Thirsty Thursday Links

Institutions are some of the few available "kings" still able to transform their communities almost single handedly. Here is Campbell's Soup's attempt to do so in Camden, NJ:

In 2007 the company was designated by the State of New Jersey as a sort of overseer of redevelopment in Gateway. Their goal is essentially to lure companies to Camden from the suburbs and nearby Philadelphia. To accomplish this, Campbell has announced an approximately $90 million plan for an ambitious 100-acre office park within the neighborhood. The plan calls for the acquisition of adjacent vacant land and blighted buildings for new construction as well as the renovation of older buildings the company already owns. Campbell expects to use some of the new office space, but hopes that other businesses will take the rest.

Yikes. I take back any positive hopes I might have had pre-article. I can think of at least five things wrong listed in this short paragraph already:
  1. attempt at luring other companies.
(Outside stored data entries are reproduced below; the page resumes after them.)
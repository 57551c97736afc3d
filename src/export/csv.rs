use ::csv::Writer;

use crate::export::ExportError;

/// Header row followed by every data row. Fields are quoted only when they
/// contain a comma, a quote or a line break.
pub fn table_to_csv(columns: &[String], rows: &[Vec<String>]) -> Result<Vec<u8>, ExportError> {
    let mut writer = Writer::from_writer(vec![]);
    writer.write_record(columns)?;
    for row in rows {
        writer.write_record(row)?;
    }
    writer.into_inner().map_err(|e| ExportError::Io(e.into_error()))
}

/// Raw content as a one-column file. Newlines are escaped as `\n` so the
/// content stays on a single record.
pub fn raw_to_csv(content: &str) -> Result<Vec<u8>, ExportError> {
    let escaped = content.replace('\n', "\\n");
    table_to_csv(&["content".to_string()], &[vec![escaped]])
}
We already know how well this works out.
  2. 100-acre office park - large suburban single-use office districts - always the way to revitalize cities - or just tearing down buildings to build an insular and "secure" business setting.
  3. "within the neighborhood" - sounds like instead of the neighborhood.
  4. they are building/renovating new space with no new or expanding economies (of which they are the primary driver) - to wish upon a star.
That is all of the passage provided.